**EXERCISE AIM**. Show each line of the entries below in which the word "matches" appears.

**INFORMATION SUPPLIED**.
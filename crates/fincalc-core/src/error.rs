use std::fmt;

use serde::{Deserialize, Serialize};
use thiserror::Error;

/// Closed interval a solver was working on when it stopped.
#[derive(Debug, Clone, Copy, PartialEq, Serialize, Deserialize)]
pub struct Bracket {
    pub lo: f64,
    pub hi: f64,
}

impl Bracket {
    pub fn new(lo: f64, hi: f64) -> Self {
        Self { lo, hi }
    }

    pub fn width(&self) -> f64 {
        self.hi - self.lo
    }

    pub fn midpoint(&self) -> f64 {
        self.lo + (self.hi - self.lo) / 2.0
    }
}

impl fmt::Display for Bracket {
    fn fmt(&self, f: &mut fmt::Formatter<'_>) -> fmt::Result {
        write!(f, "[{}, {}]", self.lo, self.hi)
    }
}

/// Which part of the solver budget ran out.
#[derive(Debug, Clone, Copy, PartialEq, Eq, Serialize, Deserialize)]
pub enum BudgetExhausted {
    Iterations,
    TimeBudget,
}

impl fmt::Display for BudgetExhausted {
    fn fmt(&self, f: &mut fmt::Formatter<'_>) -> fmt::Result {
        match self {
            BudgetExhausted::Iterations => write!(f, "iteration cap"),
            BudgetExhausted::TimeBudget => write!(f, "time budget"),
        }
    }
}

#[derive(Debug, Error)]
pub enum FinCalcError {
    #[error("Invalid input: {field}: {reason}")]
    Validation { field: String, reason: String },

    #[error("Limit exceeded: {limit} allows at most {max}, got {actual}")]
    LimitExceeded {
        limit: String,
        max: String,
        actual: String,
    },

    #[error("No solution: {reason} (bracket {bracket}, {iterations} iterations)")]
    NoSolution {
        reason: String,
        iterations: u32,
        bracket: Bracket,
    },

    #[error("Solver timeout: {function} hit the {exhausted} after {iterations} iterations (last bracket {bracket})")]
    SolverTimeout {
        function: String,
        iterations: u32,
        bracket: Bracket,
        exhausted: BudgetExhausted,
    },

    #[error("Serialization error: {0}")]
    Serialization(String),
}

impl FinCalcError {
    pub(crate) fn validation(field: &str, reason: impl Into<String>) -> Self {
        FinCalcError::Validation {
            field: field.into(),
            reason: reason.into(),
        }
    }

    pub(crate) fn limit_exceeded(
        limit: &str,
        max: impl fmt::Display,
        actual: impl fmt::Display,
    ) -> Self {
        FinCalcError::LimitExceeded {
            limit: limit.into(),
            max: max.to_string(),
            actual: actual.to_string(),
        }
    }

    /// Stable machine-readable code for transport-level mapping.
    pub fn code(&self) -> &'static str {
        match self {
            FinCalcError::Validation { .. } => "VALIDATION_ERROR",
            FinCalcError::LimitExceeded { .. } => "LIMIT_EXCEEDED",
            FinCalcError::NoSolution { .. } => "NO_SOLUTION",
            FinCalcError::SolverTimeout { .. } => "SOLVER_TIMEOUT",
            FinCalcError::Serialization(_) => "SERIALIZATION_ERROR",
        }
    }

    /// True for failures the caller can fix by changing the request.
    pub fn is_caller_correctable(&self) -> bool {
        matches!(
            self,
            FinCalcError::Validation { .. } | FinCalcError::LimitExceeded { .. }
        )
    }
}

impl From<serde_json::Error> for FinCalcError {
    fn from(e: serde_json::Error) -> Self {
        FinCalcError::Serialization(e.to_string())
    }
}
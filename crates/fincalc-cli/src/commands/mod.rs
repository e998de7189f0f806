pub mod bonds;
pub mod mortgage;
pub mod tvm;
pub mod xirr;
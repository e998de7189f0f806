//! Fixed-rate mortgage analytics: level monthly payment, cent-exact
//! amortization schedules, lifetime summaries and extra-payment payoff
//! simulation.
//!
//! All displayed amounts are rounded to cents. Interest is rounded per
//! period before it is split from the payment, so every schedule entry
//! satisfies `principal_portion + interest_portion == payment` exactly and
//! the balance lands on zero.

pub mod extra_payments;
pub mod schedule;

pub use extra_payments::{calculate_extra_payments, with_extra_payments, ExtraPaymentOutcome, ExtraPaymentsInput};
pub use schedule::{
    amortization_schedule, calculate_amortization, calculate_mortgage_payment,
    calculate_mortgage_summary, monthly_payment, summary, AmortizationEntry,
    AmortizationInput, AmortizationSchedule, MortgageInput, MortgagePaymentOutput,
    MortgageSummary, MortgageSummaryInput,
};

use chrono::{Datelike, Months, NaiveDate};
use rust_decimal::Decimal;

use crate::error::FinCalcError;
use crate::limits::GuardConfig;
use crate::time_value::{validate_amount, validate_annual_rate, validate_years, whole_periods};
use crate::types::{Money, Rate, Years};
use crate::FinCalcResult;

pub(crate) const MONTHS_PER_YEAR: u32 = 12;

/// Shared loan validation. Returns the term in whole months.
pub(crate) fn validate_loan(
    principal: Money,
    annual_rate: Rate,
    years: Years,
    limits: &GuardConfig,
) -> FinCalcResult<u32> {
    validate_amount("principal", principal, limits)?;
    validate_annual_rate("annual_rate", annual_rate)?;
    validate_years(years)?;
    whole_periods(years, MONTHS_PER_YEAR)
}

pub(crate) fn monthly_rate(annual_rate: Rate) -> Rate {
    annual_rate / Decimal::from(MONTHS_PER_YEAR)
}

/// `YYYY-MM` label of the month holding the last of `months` payments when
/// the first payment falls in the month of `as_of`.
pub(crate) fn payoff_label(as_of: NaiveDate, months: u32) -> FinCalcResult<String> {
    let first = as_of.with_day(1).unwrap_or(as_of);
    first
        .checked_add_months(Months::new(months.saturating_sub(1)))
        .map(|d| d.format("%Y-%m").to_string())
        .ok_or_else(|| FinCalcError::validation("as_of", "Payoff date is outside the calendar range"))
}
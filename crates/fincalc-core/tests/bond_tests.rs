use fincalc_core::fixed_income::{self, BondYieldInput};
use fincalc_core::solvers::{Bisection, SolverKind};
use fincalc_core::{FinCalcError, GuardConfig};
use proptest::prelude::*;
use rust_decimal::Decimal;
use rust_decimal_macros::dec;

// ===========================================================================
// Yield from price
// ===========================================================================

#[test]
fn test_unbracketed_price_is_no_solution() {
    let limits = GuardConfig::default();
    // A 5% 10y bond cannot cost less than its value at a 1000% yield
    let err = fixed_income::yield_from_price(dec!(1000), dec!(0.05), dec!(10), dec!(0.01), 2, &limits)
        .unwrap_err();
    assert!(matches!(err, FinCalcError::NoSolution { .. }), "{err}");
    assert!(!err.is_caller_correctable());
}

#[test]
fn test_yield_wrapper_honours_solver_choice() {
    let input = BondYieldInput {
        face_value: dec!(1000),
        coupon_rate: dec!(0.05),
        years_to_maturity: dec!(10),
        price: dec!(1000),
        payments_per_year: 2,
        solver: SolverKind::Bisection,
    };
    let out = fixed_income::calculate_bond_yield(&input, &GuardConfig::default()).unwrap();
    assert_eq!(out.result.solver, "bisection");
    assert_eq!(out.result.yield_to_maturity, dec!(0.05));
}

#[test]
fn test_yield_input_defaults() {
    let input: BondYieldInput = serde_json::from_str(
        r#"{"face_value": "100", "coupon_rate": "0.04", "years_to_maturity": "5", "price": "95"}"#,
    )
    .unwrap();
    assert_eq!(input.payments_per_year, 2);
    assert_eq!(input.solver, SolverKind::Brent);
}

// ===========================================================================
// Properties
// ===========================================================================

fn bond_params() -> impl Strategy<Value = (Decimal, Decimal, u32)> {
    (
        0u32..=1_500,
        1u32..=30,
        prop::sample::select(vec![1u32, 2, 4, 12]),
    )
        .prop_map(|(coupon_bp, years, ppy)| (Decimal::new(coupon_bp as i64, 4), Decimal::from(years), ppy))
}

proptest! {
    #![proptest_config(ProptestConfig::with_cases(64))]

    #[test]
    fn prop_price_decreases_in_yield(
        (coupon, years, ppy) in bond_params(),
        y1_bp in -5_000i64..10_000,
        gap_bp in 1i64..5_000,
    ) {
        let limits = GuardConfig::default();
        let y1 = Decimal::new(y1_bp, 4);
        let y2 = Decimal::new(y1_bp + gap_bp, 4);
        let p1 = fixed_income::price_from_yield(dec!(1000), coupon, years, y1, ppy, &limits).unwrap();
        let p2 = fixed_income::price_from_yield(dec!(1000), coupon, years, y2, ppy, &limits).unwrap();
        prop_assert!(p1 > p2, "P({}) = {} <= P({}) = {}", y1, p1, y2, p2);
    }

    #[test]
    fn prop_yield_round_trip(
        (coupon, years, ppy) in bond_params(),
        y_bp in 0i64..2_500,
    ) {
        let limits = GuardConfig::default();
        let y = Decimal::new(y_bp, 4);
        let price = fixed_income::price_from_yield(dec!(1000), coupon, years, y, ppy, &limits).unwrap();
        let solved = fixed_income::yield_from_price(dec!(1000), coupon, years, price, ppy, &limits).unwrap();
        prop_assert!((solved - y).abs() <= dec!(0.000001), "y = {}, solved = {}", y, solved);

        let bisected =
            fixed_income::yield_from_price_with(&Bisection, dec!(1000), coupon, years, price, ppy, &limits).unwrap();
        prop_assert!((bisected - y).abs() <= dec!(0.000001), "y = {}, bisected = {}", y, bisected);
    }
}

**RESULT OF THE TASK**.
        matches!(
    assert!(matches!(err, FinCalcError::NoSolution { .. }), "{err}");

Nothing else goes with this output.